Op-ed: Why does legislature beat up on businesses when CT needs jobs?
Multiple recent studies and surveys have shown that Connecticut’s economic recovery is among the slowest in the country. Unemployment remains higher than national and regional averages, and the workforce continues to shrink. CNBC and Forbes both rank Connecticut near the bottom of their lists of business-friendly states.
In an implicit acknowledgment of the business environment’s weaknesses, the administration keeps invoking the need to “play defense” by offering big incentives to individual businesses to ensure that they don’t leave Connecticut.
In this context, it would be odd for the legislature to make a concerted effort to create hurdles for businesses. Nevertheless, the Labor & Public Employees Committee has produced a steady stream of bills that do just that. One has already become law, one has just failed in the Finance Committee, and several are still moving through the legislative process.
- SB 249 would make Connecticut the only state to mandate a state retirement plan for private-sector workers. It would create a state-run retirement trust and require any private-sector business with five or more employees and no retirement plan to facilitate employee access to it. Employees would be automatically enrolled unless they explicitly opted out every two years. This would make the state a direct competitor of Connecticut’s key financial services sector, which employs more than 100,000 people.
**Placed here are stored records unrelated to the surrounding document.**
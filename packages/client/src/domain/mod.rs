//! Domain layer for the queue session.
//!
//! Value objects, models, the pure event reconciler, and the port traits the
//! use cases depend on. Nothing here performs I/O.

pub mod api;
pub mod error;
pub mod event;
pub mod model;
pub mod reconciler;
pub mod repository;
pub mod transport;
pub mod value_object;

pub use api::{AuthApi, QueueApi};
pub use error::{ApiError, AuthError, StoreError, TransportError, ValueObjectError, is_auth_failure};
pub use event::{InboundEvent, Notice, NoticeKind, RoomCommand};
pub use model::{
    ActiveToken, ConnectionState, Credential, DeviceInfo, Queue, QueueHandle, QueueStatus, Role,
    TokenStatus, UserIdentity,
};
pub use reconciler::{IgnoreReason, Outcome, QueueState, ReconcileContext, reconcile};
pub use repository::CredentialStore;
pub use transport::{DisconnectReason, RoomCommandSink, Transport, TransportLink, TransportSignal};
pub use value_object::{AccessToken, ClinicId, QueueId, RefreshToken, TokenId, UserId};

#[cfg(test)]
pub use api::{MockAuthApi, MockQueueApi};
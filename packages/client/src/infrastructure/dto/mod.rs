//! Data Transfer Objects (DTOs) for the queue backend.
//!
//! DTOs are organized by protocol:
//! - `http`: REST request/response bodies
//! - `websocket`: realtime frame envelopes and payloads

pub mod conversion;
pub mod http;
pub mod websocket;
//! Realtime transport port.
//!
//! A transport opens one bidirectional link authenticated with an access token.
//! The link is a pair of channels: commands go out through `outbound`, and
//! decoded events plus lifecycle signals come back through `inbound`.
//! Dropping the `outbound` sender closes the underlying connection.

use std::fmt;

use async_trait::async_trait;
use tokio::sync::mpsc;

use super::{
    error::TransportError,
    event::{InboundEvent, RoomCommand},
    value_object::AccessToken,
};

/// Why a link went down
#[derive(Debug, Clone, PartialEq, Eq)]
pub enum DisconnectReason {
    /// Peer closed the connection
    ServerClosed,
    /// This client closed the connection on purpose
    ClientClosed,
    /// Read/write failure on the socket
    Network(String),
}

impl DisconnectReason {
    /// Whether an automatic reconnect should be attempted
    pub fn is_recoverable(&self) -> bool {
        !matches!(self, DisconnectReason::ClientClosed)
    }
}

impl fmt::Display for DisconnectReason {
    fn fmt(&self, f: &mut fmt::Formatter<'_>) -> fmt::Result {
        match self {
            DisconnectReason::ServerClosed => write!(f, "closed by server"),
            DisconnectReason::ClientClosed => write!(f, "closed by client"),
            DisconnectReason::Network(message) => write!(f, "network error: {}", message),
        }
    }
}

/// What a live link reports
#[derive(Debug, Clone, PartialEq, Eq)]
pub enum TransportSignal {
    Event(InboundEvent),
    /// `connect_error` raised by the server on an open link
    Error(String),
    Closed(DisconnectReason),
}

/// An open link
#[derive(Debug)]
pub struct TransportLink {
    pub outbound: mpsc::UnboundedSender<RoomCommand>,
    pub inbound: mpsc::UnboundedReceiver<TransportSignal>,
}

/// Opens realtime links
#[async_trait]
pub trait Transport: Send + Sync {
    async fn open(&self, access_token: &AccessToken) -> Result<TransportLink, TransportError>;
}

/// Where room commands are emitted. Implemented by the connection manager.
pub trait RoomCommandSink: Send + Sync {
    fn is_connected(&self) -> bool;

    fn emit(&self, command: RoomCommand) -> Result<(), TransportError>;
}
It would also give businesses multiple new obligations related to administering employee participation in the plan.
- SB 32 increases the state’s minimum wage from $8.70 to $9.15 on Jan. 1, 2015, to $9.60 on Jan. 1, 2016, and to $10.10 on Jan. 1, 2017. This bill became law in March, making Connecticut the state with the highest minimum wage in the country.
- HB 5280 would restrict eligibility for tax benefits or other state financial assistance to employers whose executives’ annual compensation does not equal or exceed 50 times the average annual compensation of their employees.
- SB 242 — Following Connecticut’s recent decision to become the only state to adopt paid sick leave legislation, this bill would extend to teacher assistants and radiology technologists the state’s requirement for employers with at least 50 service workers to provide paid sick leave. Including teacher assistants would result in a new state mandate on local school districts and related cost increases for municipalities.
- HB 5069 passed in the Labor Committee and has just been voted down in the Finance Committee. It would have required employers, including franchises, with 500 or more workers to pay their employees at least 130 percent of the state’s minimum wage. If noncompliant, they would have to pay a fee of $1 for each work hour paid below that rate. Employers would have had to increase their lowest wages by more than 50 percent in just three years.
In terms of hurting businesses, these bills span the spectrum, from increasing their costs to interfering with their internal decisions to allowing the state to engage overtly in competition with them. The administration insists that Connecticut is open for business. But if these bills become law, we might as well just tell businesses to stay away.
While New York and Massachusetts are taking steps to reduce taxes and business costs, Connecticut seems to be doing everything possible to make its economy less competitive.
What should we do? First, stop bills like these, like the Finance Committee did with HB 5069 Friday. Then, we must listen to business owners and executives who tell us that the two things they need most to grow and create jobs are a reduction in their ongoing, everyday costs, including labor costs and taxes, and consistent, reliable tax and regulatory policy. The economic development policies of the last three years, which are based on cherry-picking individual companies for one-time giveaways, have dismissed that feedback. We must help all businesses, not just a few, reduce their ongoing structural costs, and give them confidence that Connecticut is a place where they can make long-term business plans.
The legislative session ends May 7, and confronting the Labor Committee’s current crop of bills is one of the most urgent tasks before us. While it’s possible to argue the pros and cons or the good intentions of the individual bills, as a group they send a clear signal that Connecticut is not a place where businesses are welcome. There are many viable strategies for stimulating economic development and job creation. Beating up on businesses is not one of them.
Republican state Rep. Gail Lavielle represents Wilton, Norwalk and Westport. She is ranking member of the General Assembly’s Commerce Committee.